A method for the oral treatment and prevention of cardiovascular disease utilizes a quantity of non-peptidyl growth hormone secretagogues for: the prophylaxis of atherosclerosis and hypercholesterolemia, preventing the development atherosclerotic plaques and cardiovascular disease; the treatment of pre-existing atherosclerosis or hypercholesterolemia; the reduction of total blood plasma cholesterol levels in a patient's blood; and the expression of genes involved in cellular cholesterol efflux. The quantity of non-peptidyl growth hormone secretagogues is orally administered to the patient. The quantity of non-peptidyl growth hormone secretagogues is selected from the group consisting of ibutamoren mesylate, capromorelin, tabimorelin, and combinations thereof.

Description

Method for the Oral Treatment and Prevention of Cardiovascular
Disease
The current application claims a priority to the U.S. Provisional Patent application serial number 62/529,257 filed on July 6, 2017.
FIELD OF THE INVENTION The present invention relates generally to treatment and prevention of cardiovascular disease. More specifically, the present invention relates to the oral administration of non-petidyl growth hormone secretatoques for the treatment, reversal, and prevention of atherosclerosis, hypercholesterolemia, and related cardiovascular diseases.
BACKGROUND OF THE INVENTION
Atherosclerosis is a blood vessel disease developing preferentially in subjects presenting substantial risks factors including poor diet, sedentary lifestyles, smoking, hypertension, diabetes mellitus, hypercholesterolemia, elevated plasma low-density lipoprotein (LDL) and triglycerides, hyperfibrinogenemia and hyperglycemia, among others. Atherosclerotic lesions develop over a number of years and even decades in humans, leading to complications, such as coronary and cerebral ischemic and thromboembolic diseases and myocardial and cerebral infarction. To date, cardiovascular disease is the leading cause of morbidity and mortality in industrialized countries and progresses steadily in emerging countries, with coronary atherosclerosis being the main underlying pathology. Currently, therapy of atherosclerosis is not completely efficient to prevent and reverse disease development and complication. Atherosclerosis develops through the sequential interplay of at least three pathological processes: foam cell differentiation, inflammatory reaction and cell proliferation. In human and a plurality of animal models, one of the earliest detectable events in the first of these processes is the recruitment of mononuclear phagocytes and
lymphocytes to the intact endothelial lining of large arteries. Enhanced adhesion and accumulation of blood monocytes into the intima is then accompanied by a change in cell phenotype, where the blood monocytes transform into macrophages. The latter engulfs lipids and stores them as cytoplasmic droplets, thus becoming "foam cells". The formation of said foam cells is a key stage in the development of early fatty streak lesions, and hence is a central event in atherogenesis.

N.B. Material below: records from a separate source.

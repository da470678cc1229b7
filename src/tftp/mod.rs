use std::fmt::Display;
use std::io;
use std::net::{IpAddr, SocketAddr, UdpSocket};
use std::sync::Mutex;
use std::time::{Duration, Instant};

pub mod consts {
	pub const TFTP_LISTEN_PORT: u16 = 69;
	pub const SIM_LISTEN_PORT: u16 = 23;

	pub const BLOCK_SIZE: usize = 512;
	pub const MAX_PACKET_SIZE: usize = 516;

	/* The interop timeouts: how long to wait for the first packet of a
	 * transfer, how long before a DATA/ACK is retransmitted, and how many
	 * retransmissions are attempted before the transfer is abandoned. */
	pub const PACKET_LOST_TIMEOUT_MS: u64 = 3000;
	pub const DATA_RESEND_TIMEOUT_MS: u64 = 3500;
	pub const MAX_RETRANSMITS: u8 = 5;

	pub const OPT_TIMEOUT_IDENT: &str = "timeout";
	pub const OPT_TRANSFERSIZE_IDENT: &str = "tsize";

	pub const OPCODE_RRQ: u16 = 1;
	pub const OPCODE_WRQ: u16 = 2;
	pub const OPCODE_DATA: u16 = 3;
	pub const OPCODE_ACK: u16 = 4;
	pub const OPCODE_ERROR: u16 = 5;
	pub const OPCODE_OACK: u16 = 6;
}

pub mod error;
pub mod options;
pub mod packet;
pub mod transfer;

use error::RecvError;
use packet::Packet;

// ############################################################################
// ############################################################################
// ############################################################################

#[derive(Debug, Clone, Copy, PartialEq, Eq)]
pub enum RequestKind {
	Rrq,
	Wrq,
}
impl Display for RequestKind {
	fn fmt(&self, f: &mut std::fmt::Formatter<'_>) -> std::fmt::Result {
		write!(f, "{}", match self {
			Self::Rrq => "RRQ",
			Self::Wrq => "WRQ",
		})
	}
}

#[derive(Debug, Clone, Copy, PartialEq, Eq)]
#[repr(u16)]
pub enum ErrorCode {
	NotDefined = 0,
	FileNotFound = 1,
	AccessViolation = 2,
	StorageError = 3,
	IllegalOperation = 4,
	UnknownTid = 5,
	FileExists = 6,
	NoSuchUser = 7,
	InvalidOption = 8,
}
impl Display for ErrorCode {
	fn fmt(&self, f: &mut std::fmt::Formatter<'_>) -> std::fmt::Result {
		write!(f, "{}", *self as u16)
	}
}
impl From<u16> for ErrorCode {
	/* Codes outside the defined range collapse to NotDefined instead of
	 * failing the parse; peers disagree about vendor extensions often
	 * enough that a readable ERROR beats a MalformedPacket. */
	fn from(value: u16) -> Self {
		match value {
			0 => Self::NotDefined,
			1 => Self::FileNotFound,
			2 => Self::AccessViolation,
			3 => Self::StorageError,
			4 => Self::IllegalOperation,
			5 => Self::UnknownTid,
			6 => Self::FileExists,
			7 => Self::NoSuchUser,
			8 => Self::InvalidOption,
			_ => Self::NotDefined,
		}
	}
}

#[derive(Debug, Clone, Copy, PartialEq, Eq)]
pub enum Mode {
	NetAscii,
	Octet,
	Mail,
}
impl Mode {
	pub fn try_from(input: &str) -> Option<Self> {
		match &(input.to_ascii_lowercase())[..] {
			"netascii" => Some(Self::NetAscii),
			"octet" => Some(Self::Octet),
			"mail" => Some(Self::Mail),
			_ => None,
		}
	}

	pub fn as_str(&self) -> &'static str {
		match self {
			Self::NetAscii => "netascii",
			Self::Octet => "octet",
			Self::Mail => "mail",
		}
	}
}
impl Display for Mode {
	fn fmt(&self, f: &mut std::fmt::Formatter<'_>) -> std::fmt::Result {
		write!(f, "{}", self.as_str())
	}
}

/// Lifecycle of one transfer. `Initialized` and `InProgress` may transition
/// further; every other state is terminal and implies that no more packets
/// leave this transfer's socket.
#[derive(Debug, Clone, Copy, PartialEq, Eq)]
pub enum TransferState {
	Initialized,
	InProgress,
	BlockZeroTimeout,
	Timeout,
	LastBlockAckTimeout,
	FileTooLarge,
	FileIoError,
	SocketIoError,
	ReceivedBadPacket,
	Complete,
}
impl TransferState {
	pub fn is_terminal(&self) -> bool {
		!matches!(self, Self::Initialized | Self::InProgress)
	}
}
impl Display for TransferState {
	fn fmt(&self, f: &mut std::fmt::Formatter<'_>) -> std::fmt::Result {
		write!(f, "{:?}", self)
	}
}

/// Retransmission parameters. The defaults are the interop set; tests shrink
/// them, and a negotiated `timeout` option overrides the resend interval.
#[derive(Debug, Clone, Copy)]
pub struct Timings {
	pub packet_lost: Duration,
	pub resend: Duration,
	pub max_retransmits: u8,
}
impl Default for Timings {
	fn default() -> Self {
		Self {
			packet_lost: Duration::from_millis(consts::PACKET_LOST_TIMEOUT_MS),
			resend: Duration::from_millis(consts::DATA_RESEND_TIMEOUT_MS),
			max_retransmits: consts::MAX_RETRANSMITS,
		}
	}
}

// ############################################################################
// #### TRANSPORT ENDPOINT ####################################################
// ############################################################################

struct Peer {
	ip: IpAddr,
	tid: Option<u16>,
}

/// One side of one transfer: a socket plus the peer it is bound to. The peer
/// TID is either fixed at construction or learned from the first packet a
/// `recv(.., true)` sees; once learned it never changes for this connection.
pub struct TftpConnection {
	socket: UdpSocket,
	peer: Mutex<Peer>,
	/* held across set-timeout + receive so concurrent users cannot corrupt
	 * each other's deadline */
	io_lock: Mutex<()>,
}

impl TftpConnection {
	pub fn new(local_ip: IpAddr, peer_ip: IpAddr, peer_tid: Option<u16>) -> io::Result<Self> {
		let socket = UdpSocket::bind((local_ip, 0))?;
		Ok(Self::from_socket(socket, peer_ip, peer_tid))
	}

	pub fn from_socket(socket: UdpSocket, peer_ip: IpAddr, peer_tid: Option<u16>) -> Self {
		Self {
			socket,
			peer: Mutex::new(Peer { ip: peer_ip, tid: peer_tid }),
			io_lock: Mutex::new(()),
		}
	}

	pub fn local_addr(&self) -> io::Result<SocketAddr> {
		self.socket.local_addr()
	}

	/// The peer address, once the TID is known.
	pub fn peer_addr(&self) -> Option<SocketAddr> {
		let peer = self.peer.lock().unwrap();
		peer.tid.map(|tid| SocketAddr::new(peer.ip, tid))
	}

	/// Serializes and transmits one packet to the bound peer. The peer TID
	/// must be known by now.
	pub fn send(&self, pkt: &Packet) -> io::Result<()> {
		let dst = self.peer_addr()
			.ok_or_else(|| io::Error::new(io::ErrorKind::NotConnected, "peer TID not yet known"))?;
		self.socket.send_to(&pkt.serialize(), dst)?;
		Ok(())
	}

	/// Transmits one packet to an explicit destination, bypassing the bound
	/// peer. Used for the initial request and for ERROR replies to strangers.
	pub fn send_to(&self, pkt: &Packet, dst: SocketAddr) -> io::Result<()> {
		self.socket.send_to(&pkt.serialize(), dst)?;
		Ok(())
	}

	/// Blocks until a datagram from the bound peer arrives or `timeout`
	/// expires. With `update_tid` the sender's port is adopted as the peer
	/// TID; without it a datagram from any other port is answered with
	/// ERROR 5 and the wait continues on the remaining time.
	pub fn recv(&self, timeout: Duration, update_tid: bool) -> Result<(Packet, SocketAddr), RecvError> {
		let _io = self.io_lock.lock().unwrap();
		let deadline = Instant::now() + timeout;
		let mut buf = [ 0u8; consts::MAX_PACKET_SIZE ];

		loop {
			let remaining = deadline.saturating_duration_since(Instant::now());
			if remaining.is_zero() {
				return Err(RecvError::Timeout);
			}
			self.socket.set_read_timeout(Some(remaining)).map_err(RecvError::Io)?;

			let (len, from) = match self.socket.recv_from(&mut buf) {
				Ok(recv) => recv,
				Err(e) if matches!(e.kind(), io::ErrorKind::WouldBlock | io::ErrorKind::TimedOut) =>
					return Err(RecvError::Timeout),
				Err(e) => return Err(RecvError::Io(e)),
			};

			if !self.accept_sender(from, update_tid) {
				/* wrong TID: tell the stranger, keep waiting for the peer */
				log::warn!("packet from unexpected source {}, sent ERROR 5", from);
				let rejection = Packet::error(ErrorCode::UnknownTid, "unknown transfer id");
				let _ = self.socket.send_to(&rejection.serialize(), from);
				continue;
			}

			let pkt = Packet::parse(&buf[..len])?;
			return Ok((pkt, from));
		}
	}

	fn accept_sender(&self, from: SocketAddr, update_tid: bool) -> bool {
		let mut peer = self.peer.lock().unwrap();
		if from.ip() != peer.ip {
			return false;
		}
		if update_tid || peer.tid.is_none() {
			peer.tid = Some(from.port());
			return true;
		}
		peer.tid == Some(from.port())
	}
}

// ############################################################################
// ############################################################################
use std::io;
use std::net::{IpAddr, Ipv4Addr, SocketAddr, UdpSocket};
use std::sync::atomic::{AtomicBool, Ordering};
use std::sync::{Arc, Mutex};
use std::time::Duration;

use tokio_util::sync::CancellationToken;

#[allow(unused)]
use log::{info, warn, error, debug, trace};

use crate::tftp::consts;
use crate::tftp::packet::Packet;

pub mod console;
pub mod rules;

use rules::{ErrorAction, ErrorInstruction, RuleSet};

// ############################################################################
// ############################################################################
// ############################################################################

#[derive(Debug, Clone, Copy)]
pub struct SimSettings {
	pub bind_ip: IpAddr,
	pub client_port: u16,
	pub server_ip: IpAddr,
	pub server_port: u16,
}
impl Default for SimSettings {
	fn default() -> Self {
		Self {
			bind_ip: IpAddr::V4(Ipv4Addr::UNSPECIFIED),
			client_port: consts::SIM_LISTEN_PORT,
			server_ip: IpAddr::V4(Ipv4Addr::LOCALHOST),
			server_port: consts::TFTP_LISTEN_PORT,
		}
	}
}

#[derive(Debug, Clone, Copy, PartialEq, Eq)]
enum Direction {
	ToServer,
	ToClient,
}

struct ClientSide {
	/* learned from every packet the client sends */
	addr: Option<SocketAddr>,
	/* during a transfer the client is served from the per-transfer socket
	 * so its packets land there instead of on the known port */
	use_tid_socket: bool,
	/* a short DATA went through; the next relayed ACK ends the transfer */
	awaiting_final_ack: bool,
}

struct ServerSide {
	ip: IpAddr,
	port: u16,
	/* learned from the server's first reply of a transfer */
	tid: Option<u16>,
}

/// The on-path proxy. Two relay loops (client-facing and server-facing)
/// share the learned addresses and the perturbation rules; every relayed
/// datagram runs through the ruleset first. Sends towards either peer are
/// serialized by that peer's state mutex.
pub struct SimEngine {
	known_socket: Mutex<UdpSocket>,
	tid_socket: UdpSocket,
	server_socket: UdpSocket,
	bind_ip: IpAddr,
	client_side: Mutex<ClientSide>,
	server_side: Mutex<ServerSide>,
	rules: Mutex<RuleSet>,
	verbose: AtomicBool,
	cancel: CancellationToken,
}

impl SimEngine {
	pub fn new(settings: SimSettings, cancel: CancellationToken) -> io::Result<Arc<Self>> {
		let known_socket = bind_relay_socket(settings.bind_ip, settings.client_port)?;
		let tid_socket = bind_relay_socket(settings.bind_ip, 0)?;
		let server_socket = bind_relay_socket(settings.bind_ip, 0)?;

		Ok(Arc::new(Self {
			known_socket: Mutex::new(known_socket),
			tid_socket,
			server_socket,
			bind_ip: settings.bind_ip,
			client_side: Mutex::new(ClientSide {
				addr: None,
				use_tid_socket: false,
				awaiting_final_ack: false,
			}),
			server_side: Mutex::new(ServerSide {
				ip: settings.server_ip,
				port: settings.server_port,
				tid: None,
			}),
			rules: Mutex::new(RuleSet::default()),
			verbose: AtomicBool::new(false),
			cancel,
		}))
	}

	// ########################################################################
	// ###### RELAY LOOPS #####################################################
	// ########################################################################

	/// Receives from the client on whichever client-facing socket is active
	/// and pushes everything towards the server.
	pub fn client_relay(self: &Arc<Self>) {
		let mut buf = [ 0u8; consts::MAX_PACKET_SIZE ];

		loop {
			if self.cancel.is_cancelled() {
				break;
			}

			let received = if self.client_side.lock().unwrap().use_tid_socket {
				self.tid_socket.recv_from(&mut buf)
			} else {
				/* cloned so the lock is not held across the blocking receive;
				 * a clientport change simply takes effect next iteration */
				match self.known_socket.lock().unwrap().try_clone() {
					Ok(socket) => socket.recv_from(&mut buf),
					Err(e) => Err(e),
				}
			};

			match received {
				Ok((len, from)) => self.handle_client_packet(&buf[..len], from),
				Err(e) if matches!(e.kind(), io::ErrorKind::WouldBlock | io::ErrorKind::TimedOut) => {},
				Err(e) => error!("client relay receive failed: {}", e),
			}
		}
	}

	/// Receives the server's replies and pushes them towards the client.
	pub fn server_relay(self: &Arc<Self>) {
		let mut buf = [ 0u8; consts::MAX_PACKET_SIZE ];

		loop {
			if self.cancel.is_cancelled() {
				break;
			}

			match self.server_socket.recv_from(&mut buf) {
				Ok((len, from)) => self.handle_server_packet(&buf[..len], from),
				Err(e) if matches!(e.kind(), io::ErrorKind::WouldBlock | io::ErrorKind::TimedOut) => {},
				Err(e) => error!("server relay receive failed: {}", e),
			}
		}
	}

	fn handle_client_packet(self: &Arc<Self>, bytes: &[u8], from: SocketAddr) {
		let pkt = Packet::parse(bytes).ok();
		self.log_relay("client", from, &pkt, bytes.len());

		{
			let mut cs = self.client_side.lock().unwrap();
			cs.addr = Some(from);
			if pkt.as_ref().is_some_and(|p| p.is_request()) {
				/* new transfer: serve the client from the per-transfer
				 * socket so the reply path gets its own TID */
				cs.use_tid_socket = true;
				cs.awaiting_final_ack = false;
				drop(cs);
				self.server_side.lock().unwrap().tid = None;
			}
		}

		self.perturb_and_forward(bytes, pkt, Direction::ToServer);
	}

	fn handle_server_packet(self: &Arc<Self>, bytes: &[u8], from: SocketAddr) {
		let pkt = Packet::parse(bytes).ok();
		self.log_relay("server", from, &pkt, bytes.len());

		{
			let mut ss = self.server_side.lock().unwrap();
			if from.ip() != ss.ip {
				warn!("dropping packet from unexpected host {}", from);
				return;
			}
			if ss.tid.is_none() {
				debug!("learned server TID {}", from.port());
				ss.tid = Some(from.port());
			}
		}

		self.perturb_and_forward(bytes, pkt, Direction::ToClient);
	}

	// ########################################################################
	// ###### FORWARDING ######################################################
	// ########################################################################

	fn perturb_and_forward(self: &Arc<Self>, bytes: &[u8], pkt: Option<Packet>, dir: Direction) {
		/* unparseable datagrams bypass the ruleset and relay untouched */
		let action = match &pkt {
			Some(pkt) => self.rules.lock().unwrap().apply(pkt),
			None => None,
		};

		match action {
			None => self.forward(bytes, dir),
			Some((ErrorAction::Drop, _)) => {
				info!("dropping {}", describe(&pkt));
			},
			Some((ErrorAction::Duplicate, delay)) => {
				info!("duplicating {} with {}ms between copies", describe(&pkt), delay.as_millis());
				self.forward(bytes, dir);
				self.schedule(bytes.to_vec(), dir, delay);
			},
			Some((ErrorAction::Delay, delay)) => {
				info!("delaying {} by {}ms", describe(&pkt), delay.as_millis());
				self.schedule(bytes.to_vec(), dir, delay);
			},
		}
	}

	/// Hands an owned copy of the datagram to a timer thread; the relay loop
	/// itself never sleeps.
	fn schedule(self: &Arc<Self>, bytes: Vec<u8>, dir: Direction, delay: Duration) {
		let engine = Arc::clone(self);
		std::thread::spawn(move || {
			std::thread::sleep(delay);
			engine.forward(&bytes, dir);
		});
	}

	fn forward(&self, bytes: &[u8], dir: Direction) {
		match dir {
			Direction::ToServer => self.send_to_server(bytes),
			Direction::ToClient => self.send_to_client(bytes),
		}
		self.note_forwarded(bytes);
	}

	fn send_to_server(&self, bytes: &[u8]) {
		/* the lock both serializes sends and pins the learned TID */
		let ss = self.server_side.lock().unwrap();
		let dst = SocketAddr::new(ss.ip, ss.tid.unwrap_or(ss.port));
		if let Err(e) = self.server_socket.send_to(bytes, dst) {
			error!("forward to server {} failed: {}", dst, e);
		}
	}

	fn send_to_client(&self, bytes: &[u8]) {
		let cs = self.client_side.lock().unwrap();
		let Some(dst) = cs.addr else {
			warn!("no client seen yet, dropping {} bytes", bytes.len());
			return;
		};
		let sent = if cs.use_tid_socket {
			self.tid_socket.send_to(bytes, dst)
		} else {
			self.known_socket.lock().unwrap().send_to(bytes, dst)
		};
		if let Err(e) = sent {
			error!("forward to client {} failed: {}", dst, e);
		}
	}

	/// Transfer-end bookkeeping: a short DATA announces the last block, and
	/// once the ACK answering it has been relayed the client side falls back
	/// to the known port for the next request.
	fn note_forwarded(&self, bytes: &[u8]) {
		if bytes.len() < 2 {
			return;
		}
		let opcode = u16::from_be_bytes([ bytes[0], bytes[1] ]);
		let short_data = opcode == consts::OPCODE_DATA && bytes.len() < consts::MAX_PACKET_SIZE;
		let is_ack = opcode == consts::OPCODE_ACK;

		let mut cs = self.client_side.lock().unwrap();
		if short_data {
			cs.awaiting_final_ack = true;
		} else if cs.awaiting_final_ack && is_ack {
			cs.use_tid_socket = false;
			cs.awaiting_final_ack = false;
			drop(cs);
			self.server_side.lock().unwrap().tid = None;
			debug!("transfer finished, client side back on the known port");
		}
	}

	fn log_relay(&self, origin: &str, from: SocketAddr, pkt: &Option<Packet>, len: usize) {
		if self.verbose.load(Ordering::Relaxed) {
			info!("{} {} -> {} ({} bytes)", origin, from, describe(pkt), len);
		} else {
			debug!("{} {} -> {} ({} bytes)", origin, from, describe(pkt), len);
		}
	}

	// ########################################################################
	// ###### CONSOLE SURFACE #################################################
	// ########################################################################

	pub fn shutdown(&self) {
		self.cancel.cancel();
	}

	pub fn set_verbose(&self, verbose: bool) {
		self.verbose.store(verbose, Ordering::Relaxed);
	}

	pub fn add_rule(&self, rule: ErrorInstruction) {
		self.rules.lock().unwrap().add(rule);
	}

	pub fn rules_snapshot(&self) -> Vec<ErrorInstruction> {
		self.rules.lock().unwrap().iter().cloned().collect()
	}

	pub fn client_port(&self) -> u16 {
		self.known_socket.lock().unwrap()
			.local_addr().map(|a| a.port()).unwrap_or(0)
	}

	/// Rebinds the client-facing listen socket. Takes effect for the next
	/// request; an in-flight transfer keeps its per-transfer socket.
	pub fn set_client_port(&self, port: u16) -> io::Result<()> {
		let fresh = bind_relay_socket(self.bind_ip, port)?;
		*self.known_socket.lock().unwrap() = fresh;
		Ok(())
	}

	pub fn server_addr(&self) -> SocketAddr {
		let ss = self.server_side.lock().unwrap();
		SocketAddr::new(ss.ip, ss.port)
	}

	pub fn set_server_port(&self, port: u16) {
		self.server_side.lock().unwrap().port = port;
	}

	pub fn set_server_ip(&self, ip: IpAddr) {
		self.server_side.lock().unwrap().ip = ip;
	}

	#[cfg(test)]
	fn tid_port(&self) -> u16 {
		self.tid_socket.local_addr().unwrap().port()
	}
}

fn bind_relay_socket(ip: IpAddr, port: u16) -> io::Result<UdpSocket> {
	let socket = UdpSocket::bind((ip, port))?;
	socket.set_read_timeout(Some(Duration::from_millis(500)))?;
	Ok(socket)
}

fn describe(pkt: &Option<Packet>) -> String {
	match pkt {
		Some(pkt) => pkt.to_string(),
		None => "unparseable datagram".to_string(),
	}
}

pub async fn sim_task(settings: SimSettings, cxl_token: CancellationToken) -> io::Result<()> {
	let engine = SimEngine::new(settings, cxl_token)?;
	info!(
		"relaying client port {} to server {}",
		engine.client_port(), engine.server_addr(),
	);

	let client_loop = {
		let engine = Arc::clone(&engine);
		tokio::task::spawn_blocking(move || engine.client_relay())
	};
	let server_loop = {
		let engine = Arc::clone(&engine);
		tokio::task::spawn_blocking(move || engine.server_relay())
	};

	/* the console owns stdin on a plain thread; it ends the process by
	 * cancelling the relays */
	{
		let engine = Arc::clone(&engine);
		std::thread::spawn(move || {
			let stdin = io::stdin().lock();
			if let Err(e) = console::run_console(&engine, stdin, io::stdout()) {
				error!("console failed: {}", e);
				engine.shutdown();
			}
		});
	}

	let _ = client_loop.await;
	let _ = server_loop.await;
	Ok(())
}

// ############################################################################
// ############################################################################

Growth hormone releasing peptides (GHRPs), which consist of a family of small synthetic peptides modeled from Met-enkephalin, possess potent and dose dependent growth hormone- releasing activity and significant prolactin and corticotropin-releasing effects (see Horm. Res. 51(suppl. 3), 9 (1999)).
A study of GHRP binding sites in the cardiovascular system found that hexarelin, a hexapeptide member of the GHRP family, binds to a glycosylated membrane protein of 84 kilodaltons (kD) distinct from the Ghrelin receptor (see Circ. Res. 85, 796 (1999)). This protein was later identified as the cluster of differentiation 36 (CD36) receptor (see Circ. Res. 90, 844 (2002)).
Prior art suggests that a prolonged treatment, at leastl2 weeks, with GHRPs interferes with the CD36 scavenger receptor function and expression, thereby reducing the uptake of oxidized LDL (oxLDL) and the accumulation of lipids and cholesterol, and consequently, reducing the formation of fatty streak lesions in apolipoprotein E (ApoE) null mice (see United States Patent US 7785567 B2).
The authors of that patented invention selected and breed ApoE-null mice as an experimental model of atherosclerosis as it features the progressive series of atherogenic events seen in humans, including increased adhesive interactions between leukocyte and endothelium, conversion of monocyte-derived macrophages into foam cells with lesions distributing throughout the arterial tree, and late development of more advanced lesions (fibrous plaques).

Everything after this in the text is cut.